The data quality evaluation framework was developed based on five data quality metrics. These metrics are defined quantitatively to measure the different quality dimensions of sewer inspection data. Each metric was calculated based on data availability and relevancy.
Table 9 shows the total quality evaluation of DB1.
Redundancy and inconsistency are major issues in the data. Redundancy is mainly related to the schema and can be addressed through normalization. This metric can help municipalities avoid further mistakes in the decision-making problem. One significant problem regarding redundancy is determining asset location. It has been noticed that poor data management has resulted in mislocating assets. High-quality GIS data can resolve this problem. In DB1, it has been calculated that manholes have only 47.55% uniqueness and pipes have 59.72%.
Inconsistency can cause issues when integrating databases into a common repository. The same data has been stored in different locations and formats. This can also cause problems in query and script development to retrieve data. In the ‘ASSET’ table, the SEGMENTID was developed based on inconsistent criteria. Some were related to the Downstream Manhole or Upstream Manhole, and the others were a combination of those two or even unrelated. This type of inconsistency can also cause incompatibility issues when different databases are being analyzed together. Developing proper metadata can resolve the inconsistency problems.

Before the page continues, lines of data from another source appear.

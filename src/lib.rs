//! # srs-proxy
//!
//! A stream-aware reverse proxy for a fleet of SRS media servers.
//!
//! Clients speak RTMP, SRT or WebRTC (WHIP/WHEP) to the proxy. Each session
//! is reduced to a canonical stream URL, the [`registry::BackendRegistry`]
//! picks the backend that owns that stream, and the session is relayed:
//!
//! - RTMP is terminated on both hops and relayed message by message;
//! - SRT handshakes are replayed against the backend, then datagrams flow
//!   through unchanged;
//! - WHIP/WHEP offers are forwarded over HTTP, answer candidates are
//!   rewritten to the proxy, and ICE/DTLS/SRTP datagrams are relayed by
//!   STUN username.
//!
//! Backends announce themselves with `POST /api/v1/srs/register` on the
//! system API.

pub mod amf;
pub mod api;
pub mod client;
pub mod config;
pub mod error;
pub mod logging;
pub mod protocol;
pub mod registry;
pub mod rtc;
pub mod server;
pub mod srt;
pub mod stream_url;

pub use config::ProxyConfig;
pub use error::{Error, Result};
pub use registry::{BackendRegistry, BackendServer};

/// Crate version, reported by the versions API and the RTMP connect result
pub const VERSION: &str = env!("CARGO_PKG_VERSION");

/// Server signature, `SRSProxy/x.y.z`
pub fn signature() -> String {
    format!("SRSProxy/{VERSION}")
}
//! RTMP wire protocol: handshake, chunk stream, messages

pub mod chunk;
pub mod constants;
pub mod handshake;
pub mod message;

pub use chunk::{ChunkReader, ChunkWriter};
pub use message::{Command, RtmpMessage};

Validity evaluates the database to comply with the data rules and standards. While municipalities are using the PACP coding system, their final database is not always PACP compatible. The validity metric can provide the PACP compatibility of the database. This can help municipalities understand the condition of their data and provide them with a solution to access their data across different software platforms. It can also help operators understand the common mistakes at the time of collecting data.
6. Conclusions
The effectiveness of sewer asset management decisions hinges upon the quality of condition assessment data collected on the sewer infrastructure. However, the quality of the data collected by the municipalities varies among municipalities. This research showed that 11% to 35% of sewer inspection records have quality issues that need to be addressed in order to develop optimum asset management decisions. Thus, it is important to develop a data quality evaluation framework to identify and measure the current problems within the collected databases and to provide a feasible resolution to address them and prevent similar problems in the future.

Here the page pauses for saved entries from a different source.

//! Proxy configuration
//!
//! Every option is a command line flag backed by a `PROXY_*` environment
//! variable, so the proxy runs unchanged from a container env file.

use std::net::{IpAddr, Ipv4Addr, SocketAddr};
use std::time::{Duration, SystemTime, UNIX_EPOCH};

use clap::Parser;

use crate::error::{Error, Result};
use crate::registry::{BackendServer, RegistryConfig};
use crate::server::RtmpConfig;
use crate::srt::SrtConfig;
use crate::stream_url::parse_listen_endpoint;

/// Interval at which the default backend re-registers itself
pub const DEFAULT_BACKEND_KEEPALIVE: Duration = Duration::from_secs(30);

#[derive(Parser, Debug, Clone)]
#[command(name = "srs-proxy", version, about = "Stream-aware reverse proxy for SRS media servers")]
pub struct ProxyConfig {
    /// HTTP API listen endpoint (WHIP/WHEP and versions)
    #[arg(long, env = "PROXY_HTTP_API", default_value = "11985")]
    pub http_api: String,

    /// HTTP stream listen endpoint (HTTP-FLV, HTTP-TS and HLS)
    #[arg(long, env = "PROXY_HTTP_SERVER", default_value = "18080")]
    pub http_server: String,

    /// System API listen endpoint (backend registration)
    #[arg(long, env = "PROXY_SYSTEM_API", default_value = "12025")]
    pub system_api: String,

    /// RTMP listen endpoint
    #[arg(long, env = "PROXY_RTMP_SERVER", default_value = "11935")]
    pub rtmp_server: String,

    /// WebRTC UDP listen endpoint
    #[arg(long, env = "PROXY_WEBRTC_SERVER", default_value = "18000")]
    pub webrtc_server: String,

    /// SRT UDP listen endpoint
    #[arg(long, env = "PROXY_SRT_SERVER", default_value = "20080")]
    pub srt_server: String,

    /// Time given to servers to finish after a quit signal
    #[arg(long, env = "PROXY_GRACE_QUIT_TIMEOUT", default_value = "20s", value_parser = parse_duration)]
    pub grace_quit_timeout: Duration,

    /// Hard deadline after a quit signal
    #[arg(long, env = "PROXY_FORCE_QUIT_TIMEOUT", default_value = "30s", value_parser = parse_duration)]
    pub force_quit_timeout: Duration,

    /// A backend is alive if it registered within this window
    #[arg(long, env = "PROXY_BACKEND_ALIVE", default_value = "300s", value_parser = parse_duration)]
    pub backend_alive: Duration,

    /// Idle time after which a stream forgets its backend
    #[arg(long, env = "PROXY_STREAM_PIN_TTL", default_value = "600s", value_parser = parse_duration)]
    pub stream_pin_ttl: Duration,

    /// Idle time after which SRT and WebRTC sessions are dropped
    #[arg(long, env = "PROXY_SESSION_IDLE_TIMEOUT", default_value = "120s", value_parser = parse_duration)]
    pub session_idle_timeout: Duration,

    /// Register a static backend at startup (on/off)
    #[arg(
        long,
        env = "PROXY_DEFAULT_BACKEND_ENABLED",
        default_value = "off",
        value_parser = parse_switch,
        action = clap::ArgAction::Set
    )]
    pub default_backend_enabled: bool,

    #[arg(long, env = "PROXY_DEFAULT_BACKEND_IP", default_value = "127.0.0.1")]
    pub default_backend_ip: String,

    #[arg(long, env = "PROXY_DEFAULT_BACKEND_RTMP", default_value = "1935")]
    pub default_backend_rtmp: String,

    #[arg(long, env = "PROXY_DEFAULT_BACKEND_HTTP", default_value = "8080")]
    pub default_backend_http: String,

    #[arg(long, env = "PROXY_DEFAULT_BACKEND_API", default_value = "1985")]
    pub default_backend_api: String,

    #[arg(long, env = "PROXY_DEFAULT_BACKEND_SRT", default_value = "10080")]
    pub default_backend_srt: String,

    #[arg(long, env = "PROXY_DEFAULT_BACKEND_RTC", default_value = "8000")]
    pub default_backend_rtc: String,

    /// Log level used when RUST_LOG is unset
    #[arg(long, env = "PROXY_LOG_LEVEL", default_value = "info")]
    pub log_level: String,

    /// Log output format: pretty or json
    #[arg(long, env = "PROXY_LOG_FORMAT", default_value = "pretty")]
    pub log_format: String,
}

impl Default for ProxyConfig {
    fn default() -> Self {
        Self::parse_from(["srs-proxy"])
    }
}

impl ProxyConfig {
    /// Check every listen endpoint and the default backend
    pub fn validate(&self) -> Result<()> {
        for (name, endpoint) in self.listen_endpoints() {
            listen_addr(endpoint).map_err(|e| Error::Configuration(format!("{name}: {e}")))?;
        }

        if self.default_backend_enabled {
            if self.default_backend_ip.is_empty() {
                return Err(Error::Configuration("empty default backend ip".into()));
            }
            if self.default_backend_rtmp.is_empty() {
                return Err(Error::Configuration("empty default backend rtmp".into()));
            }
        }

        if !matches!(self.log_format.as_str(), "pretty" | "json") {
            return Err(Error::Configuration(format!(
                "log format {} is neither pretty nor json",
                self.log_format
            )));
        }
        Ok(())
    }

    pub fn http_api_addr(&self) -> Result<SocketAddr> {
        listen_addr(&self.http_api)
    }

    pub fn http_server_addr(&self) -> Result<SocketAddr> {
        listen_addr(&self.http_server)
    }

    pub fn system_api_addr(&self) -> Result<SocketAddr> {
        listen_addr(&self.system_api)
    }

    pub fn rtmp_addr(&self) -> Result<SocketAddr> {
        listen_addr(&self.rtmp_server)
    }

    pub fn webrtc_addr(&self) -> Result<SocketAddr> {
        listen_addr(&self.webrtc_server)
    }

    pub fn srt_addr(&self) -> Result<SocketAddr> {
        listen_addr(&self.srt_server)
    }

    /// The static debugging backend, when enabled
    ///
    /// Optional endpoints left empty are not advertised.
    pub fn default_backend(&self) -> Option<BackendServer> {
        if !self.default_backend_enabled {
            return None;
        }

        let pid = std::process::id().to_string();
        let started = SystemTime::now()
            .duration_since(UNIX_EPOCH)
            .map(|d| d.as_secs())
            .unwrap_or_default();
        let mut server = BackendServer::new(
            self.default_backend_ip.clone(),
            format!("default-{pid}"),
            format!("{started:x}"),
            pid,
        );

        let optional = |value: &str| {
            if value.is_empty() {
                Vec::new()
            } else {
                vec![value.to_string()]
            }
        };
        server.rtmp = optional(&self.default_backend_rtmp);
        server.http = optional(&self.default_backend_http);
        server.api = optional(&self.default_backend_api);
        server.srt = optional(&self.default_backend_srt);
        server.rtc = optional(&self.default_backend_rtc);
        Some(server)
    }

    pub fn registry_config(&self) -> RegistryConfig {
        RegistryConfig::default()
            .alive_window(self.backend_alive)
            .pin_ttl(self.stream_pin_ttl)
    }

    pub fn rtmp_config(&self) -> Result<RtmpConfig> {
        Ok(RtmpConfig::with_addr(self.rtmp_addr()?))
    }

    pub fn srt_config(&self) -> SrtConfig {
        SrtConfig {
            idle_timeout: self.session_idle_timeout,
            ..Default::default()
        }
    }

    pub fn with_http_api(mut self, endpoint: impl Into<String>) -> Self {
        self.http_api = endpoint.into();
        self
    }

    pub fn with_http_server(mut self, endpoint: impl Into<String>) -> Self {
        self.http_server = endpoint.into();
        self
    }

    pub fn with_system_api(mut self, endpoint: impl Into<String>) -> Self {
        self.system_api = endpoint.into();
        self
    }

    pub fn with_rtmp_server(mut self, endpoint: impl Into<String>) -> Self {
        self.rtmp_server = endpoint.into();
        self
    }

    pub fn with_webrtc_server(mut self, endpoint: impl Into<String>) -> Self {
        self.webrtc_server = endpoint.into();
        self
    }

    pub fn with_srt_server(mut self, endpoint: impl Into<String>) -> Self {
        self.srt_server = endpoint.into();
        self
    }

    /// Enable the static backend at `ip` with RTMP on `rtmp`
    pub fn with_default_backend(mut self, ip: impl Into<String>, rtmp: impl Into<String>) -> Self {
        self.default_backend_enabled = true;
        self.default_backend_ip = ip.into();
        self.default_backend_rtmp = rtmp.into();
        self
    }

    fn listen_endpoints(&self) -> [(&'static str, &str); 6] {
        [
            ("http api", &self.http_api),
            ("http server", &self.http_server),
            ("system api", &self.system_api),
            ("rtmp server", &self.rtmp_server),
            ("webrtc server", &self.webrtc_server),
            ("srt server", &self.srt_server),
        ]
    }
}

/// Socket address of a listen endpoint; an empty ip binds every interface
pub fn listen_addr(endpoint: &str) -> Result<SocketAddr> {
    let parsed = parse_listen_endpoint(endpoint)?;
    let ip = if parsed.ip.is_empty() {
        IpAddr::V4(Ipv4Addr::UNSPECIFIED)
    } else {
        parsed
            .ip
            .parse()
            .map_err(|_| Error::Configuration(format!("listen ip {} in {endpoint}", parsed.ip)))?
    };
    Ok(SocketAddr::new(ip, parsed.port))
}

/// Parse `500ms`, `30s`, `5m`, `1h` or a bare number of seconds
pub fn parse_duration(value: &str) -> std::result::Result<Duration, String> {
    let value = value.trim();
    let split = value
        .find(|c: char| !c.is_ascii_digit())
        .unwrap_or(value.len());
    let (number, unit) = value.split_at(split);

    let number: u64 = number
        .parse()
        .map_err(|_| format!("invalid duration {value:?}"))?;
    match unit {
        "ms" => Ok(Duration::from_millis(number)),
        "" | "s" => Ok(Duration::from_secs(number)),
        "m" => Ok(Duration::from_secs(number * 60)),
        "h" => Ok(Duration::from_secs(number * 3600)),
        _ => Err(format!("invalid duration unit {unit:?} in {value:?}")),
    }
}

/// Parse an on/off switch
pub fn parse_switch(value: &str) -> std::result::Result<bool, String> {
    match value.trim().to_ascii_lowercase().as_str() {
        "on" | "true" | "yes" | "1" => Ok(true),
        "off" | "false" | "no" | "0" | "" => Ok(false),
        other => Err(format!("expected on or off, got {other:?}")),
    }
}

#[cfg(test)]
mod tests {
    use super::*;

    #[test]
    fn test_defaults() {
        let config = ProxyConfig::default();
        assert_eq!(config.http_api_addr().unwrap().port(), 11985);
        assert_eq!(config.http_server_addr().unwrap().port(), 18080);
        assert_eq!(config.system_api_addr().unwrap().port(), 12025);
        assert_eq!(config.rtmp_addr().unwrap().port(), 11935);
        assert_eq!(config.webrtc_addr().unwrap().port(), 18000);
        assert_eq!(config.srt_addr().unwrap().port(), 20080);
        assert_eq!(config.grace_quit_timeout, Duration::from_secs(20));
        assert_eq!(config.force_quit_timeout, Duration::from_secs(30));
        assert!(!config.default_backend_enabled);
        assert!(config.default_backend().is_none());
        assert_eq!(config.log_format, "pretty");
        config.validate().unwrap();
    }

    #[test]
    fn test_flags_override_defaults() {
        let config = ProxyConfig::parse_from([
            "srs-proxy",
            "--rtmp-server",
            "127.0.0.1:1936",
            "--backend-alive",
            "90s",
            "--default-backend-enabled",
            "on",
            "--default-backend-srt",
            "",
        ]);
        assert_eq!(config.rtmp_addr().unwrap(), "127.0.0.1:1936".parse().unwrap());
        assert_eq!(config.registry_config().alive_window, Duration::from_secs(90));

        let backend = config.default_backend().unwrap();
        assert_eq!(backend.ip, "127.0.0.1");
        assert_eq!(backend.rtmp, vec!["1935"]);
        assert_eq!(backend.rtc, vec!["8000"]);
        assert!(backend.srt.is_empty());
        backend.validate().unwrap();
    }

    #[test]
    fn test_validate_rejects_bad_endpoint() {
        let config = ProxyConfig::default().with_srt_server("udp://0.0.0.0:notaport");
        assert!(matches!(config.validate(), Err(Error::Configuration(_))));

        let config = ProxyConfig::default().with_http_api("not-an-ip:8080");
        assert!(config.validate().is_err());

        let config = ProxyConfig::default().with_http_server("abc");
        let err = config.validate().unwrap_err();
        assert!(err.to_string().contains("http server"));
    }

    #[test]
    fn test_validate_default_backend() {
        let config = ProxyConfig::default().with_default_backend("", "1935");
        assert!(config.validate().is_err());

        let config = ProxyConfig::default().with_default_backend("10.0.0.1", "");
        assert!(config.validate().is_err());

        let config = ProxyConfig::default().with_default_backend("10.0.0.1", "1935");
        config.validate().unwrap();
    }

    #[test]
    fn test_listen_addr_forms() {
        assert_eq!(listen_addr("1935").unwrap(), "0.0.0.0:1935".parse().unwrap());
        assert_eq!(
            listen_addr("udp://127.0.0.1:8000").unwrap(),
            "127.0.0.1:8000".parse().unwrap()
        );
        assert_eq!(listen_addr("[::1]:9000").unwrap(), "[::1]:9000".parse().unwrap());
    }

    #[test]
    fn test_parse_duration() {
        assert_eq!(parse_duration("30s").unwrap(), Duration::from_secs(30));
        assert_eq!(parse_duration("500ms").unwrap(), Duration::from_millis(500));
        assert_eq!(parse_duration("5m").unwrap(), Duration::from_secs(300));
        assert_eq!(parse_duration("45").unwrap(), Duration::from_secs(45));
        assert!(parse_duration("s").is_err());
        assert!(parse_duration("10d").is_err());
    }

    #[test]
    fn test_parse_switch() {
        assert!(parse_switch("on").unwrap());
        assert!(parse_switch("ON").unwrap());
        assert!(!parse_switch("off").unwrap());
        assert!(parse_switch("maybe").is_err());
    }
}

In this paper, a data quality evaluation framework was developed based on five quality metrics to provide a quantitative assessment of current problems. Each metric was calculated based on the data context. It has been noticed that data consistency and uniqueness are the major problems in the collected databases. These two can be addressed by implementing robust database management practices. Database normalization can help reduce data redundancy and improve data integrity. In addition, GIS integration will resolve inconsistencies and improve the accuracy of the data. By addressing these problems, the development of infrastructure asset management plans can be facilitated.

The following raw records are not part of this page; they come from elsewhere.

//! AMF0 encoding for RTMP command messages

pub mod amf0;
pub mod value;

pub use amf0::{Amf0Decoder, Amf0Encoder};
pub use value::{AmfValue, Properties};
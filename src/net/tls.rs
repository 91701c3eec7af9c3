//! TLS configuration and certificate loading.

use std::path::Path;

use axum_server::tls_rustls::RustlsConfig;

use crate::config::TlsConfig;

/// Load TLS configuration from certificate and key files.
pub async fn load_tls_config(config: &TlsConfig) -> Result<RustlsConfig, std::io::Error> {
    let cert_path = Path::new(&config.cert_path);
    let key_path = Path::new(&config.key_path);

    if !cert_path.exists() {
        return Err(std::io::Error::new(
            std::io::ErrorKind::NotFound,
            format!("Certificate file not found: {:?}", cert_path),
        ));
    }
    if !key_path.exists() {
        return Err(std::io::Error::new(
            std::io::ErrorKind::NotFound,
            format!("Private key file not found: {:?}", key_path),
        ));
    }

    RustlsConfig::from_pem_file(cert_path, key_path).await
}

One of the main problems in evaluating data quality is data accessibility. This problem was found in all the collected databases, specifically in DB1, where the city could only extract a few amounts of data. This is one of the major limitations in the evaluation and analysis of sewer system databases. Differences in data management practices among municipalities are another challenge. For instance, while some providers stored their data in a single data repository (DB1 and DB2), others kept their data in separate datasets based on different criteria (DB3 and DB4). This practice resulted in several small databases, which made the proposed data quality evaluation more complicated. Although most of the databases were collected in the PACP standard, some interoperability issues occurred because the data were exported from different software into nonstandard data structures, which proved to be a common problem.
This study contributed to developing a quantitative analysis of the quality problems in sewer inspection data and, for the first time, providing tools for industry stakeholders to address these problems.